Vous devriez voir quelque chose comme :

drwxr-xr-x 3 root root 4096 Dec 12 10:00 /mnt/data

Essayez maintenant de créer un fichier dans le point de montage :

touch /mnt/data/testfile

Cette commande échouera probablement avec une erreur "Permission denied" (Permission refusée). C'est parce que le répertoire racine du système de fichiers monté appartient à l'utilisateur root. Pour corriger cela, changez le propriétaire du point de montage pour votre utilisateur actuel, labex :

sudo chown labex:labex /mnt/data

Maintenant, essayez de créer à nouveau le fichier :

touch /mnt/data/testfile

Cette fois, la commande devrait réussir. Vérifiez que le fichier a été créé :

ls -l /mnt/data

Vous devriez voir :

total 16
drwx------ 2 root  root  16384 Dec 12 10:00 lost+found
-rw-r--r-- 1 labex labex     0 Dec 12 10:05 testfile

Le répertoire lost+found est une fonctionnalité standard des systèmes de fichiers ext4, utilisée pour récupérer des fichiers en cas de corruption du système de fichiers.

Lorsque vous avez fini d'utiliser le système de fichiers, vous devez le démonter à l'aide de la commande umount. Il est important de noter que vous ne pouvez pas démonter un système de fichiers s'il est actuellement utilisé, par exemple, si votre répertoire de travail actuel se trouve à l'intérieur du point de montage. Voyons cela en action.

Tout d'abord, changez votre répertoire pour /mnt/data :

cd /mnt/data

Maintenant, essayez de le démonter. Vous pouvez désigner un système de fichiers soit par son nom de périphérique, soit par son point de montage.

sudo umount /mnt/data

Vous recevrez un message d'erreur indiquant que la cible est occupée.

umount: /mnt/data: target is busy.

Pour le démonter avec succès, vous devez d'abord sortir du répertoire. Retournons dans votre répertoire personnel.

cd ~

Maintenant, exécutez à nouveau la commande umount.

sudo umount /mnt/data

La commande devrait s'exécuter sans aucune sortie. Vous pouvez vérifier qu'il n'est plus monté en exécutant la commande mountpoint :

mountpoint /mnt/data

Vous devriez voir :

/mnt/data is not a mountpoint

Enfin, vous pouvez faire le ménage en supprimant le répertoire du point de montage :

sudo rmdir /mnt/data

Note de dépannage : Si vous rencontrez des problèmes avec la commande mount, vous pouvez essayer de monter en utilisant le nom réel du périphérique de boucle au lieu du lien symbolique :

## Trouver le nom réel du périphérique
ACTUAL_DEVICE=$(readlink -f /dev/sdb1)
echo "Actual device: $ACTUAL_DEVICE"

## Monter en utilisant le nom réel du périphérique
sudo mkdir /mnt/data
sudo mount $ACTUAL_DEVICE /mnt/data

Configurer le montage persistant dans /etc/fstab

Dans cette étape, vous apprendrez comment faire en sorte que votre système de fichiers se monte automatiquement à chaque démarrage du système. La commande mount que vous avez utilisée à l'étape précédente est temporaire ; le montage sera perdu après un redémarrage. Pour créer un montage persistant, vous devez ajouter une entrée dans un fichier de configuration spécial appelé /etc/fstab (filesystem table).

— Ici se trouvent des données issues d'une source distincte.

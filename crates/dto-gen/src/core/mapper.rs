use std::collections::HashSet;

use crate::core::types::{ColumnDescriptor, FieldDecl, StructDecl};
use crate::trace::TraceSink;

/// Maps query columns onto struct fields, downgrading anomalous columns to
/// warnings. Warnings go both to the struct comments and to the injected
/// trace sink.
pub struct Mapper<'a> {
    traces: &'a mut dyn TraceSink,
}

impl<'a> Mapper<'a> {
    pub fn new(traces: &'a mut dyn TraceSink) -> Self {
        Self { traces }
    }

    /// Emits one field per usable column, in column order, and returns the
    /// number of distinct fields produced.
    ///
    /// Policy per column: nullable value types get `Option`-wrapped; empty
    /// and duplicate names are skipped; names that are not plain
    /// identifiers are kept but flagged; names not starting with an
    /// uppercase letter get the `r#` escape prefix. Warnings accumulated
    /// since the last emitted field are referenced from the next one.
    pub fn emit_members(&mut self, columns: &[ColumnDescriptor], target: &mut StructDecl) -> usize {
        let mut seen: HashSet<&str> = HashSet::new();
        let mut warning_number = 0u32;
        let mut pending: Vec<u32> = Vec::new();

        for (i, col) in columns.iter().enumerate() {
            let ty = if col.allows_null && !col.ty.is_nullable() {
                col.ty.clone().optional()
            } else {
                col.ty.clone()
            };

            let Some(first) = col.name.chars().next() else {
                warning_number += 1;
                pending.push(warning_number);
                self.warn(
                    target,
                    format!(
                        "WARNING {warning_number}: column without name at index {i} (type: {}) !",
                        ty.render()
                    ),
                );
                continue;
            };

            if seen.contains(col.name.as_str()) {
                warning_number += 1;
                pending.push(warning_number);
                self.warn(
                    target,
                    format!(
                        "WARNING {warning_number}: duplicate column name ignored: {} (type: {}, index: {i}).",
                        col.name,
                        ty.render()
                    ),
                );
                continue;
            }

            if first.is_ascii_digit() || !col.name.chars().all(is_allowed_name_char) {
                warning_number += 1;
                pending.push(warning_number);
                self.warn(
                    target,
                    format!(
                        "WARNING {warning_number}: invalid column name: {} (type: {}, index: {i}).",
                        col.name,
                        ty.render()
                    ),
                );
                // Warning only: the field is still emitted, escaped below.
            }

            seen.insert(col.name.as_str());
            let name = if first.is_uppercase() {
                col.name.clone()
            } else {
                format!("r#{}", col.name)
            };
            target.fields.push(FieldDecl {
                name,
                ty,
                source_index: i,
                warning_refs: std::mem::take(&mut pending),
            });
        }

        seen.len()
    }

    fn warn(&mut self, target: &mut StructDecl, msg: String) {
        self.traces.write_line(&msg);
        target.comments.push(msg);
    }
}

/// Allowed set after case folding: a-z, 0-9, underscore.
fn is_allowed_name_char(c: char) -> bool {
    c.is_ascii_alphanumeric() || c == '_'
}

Le système lit /etc/fstab pendant le processus de démarrage pour déterminer quels systèmes de fichiers monter. C'est un fichier critique, il est donc toujours judicieux d'en créer une sauvegarde avant de le modifier.

Tout d'abord, créons une sauvegarde du fichier fstab actuel.

sudo cp /etc/fstab /etc/fstab.bak

Ensuite, nous avons besoin d'un point de montage permanent. À l'étape précédente, nous avons utilisé /mnt/data puis nous l'avons supprimé. Pour les montages permanents, il est courant de créer un répertoire dans le système de fichiers racine. Créons un répertoire nommé /data.

sudo mkdir /data

Bien que vous puissiez utiliser le nom du périphérique (/dev/sdb1) dans /etc/fstab, cela n'est pas recommandé. Les noms de périphériques peuvent parfois changer entre les redémarrages, surtout si vous ajoutez ou retirez du matériel. Une méthode beaucoup plus fiable consiste à utiliser l'identifiant unique universel (UUID) de la partition, qui est une chaîne unique attribuée au système de fichiers lors de sa création et qui ne change pas.

Pour trouver l'UUID de /dev/sdb1, utilisez à nouveau la commande blkid :

sudo blkid /dev/sdb1

La sortie affichera l'UUID. Copiez cette valeur (sans les guillemets).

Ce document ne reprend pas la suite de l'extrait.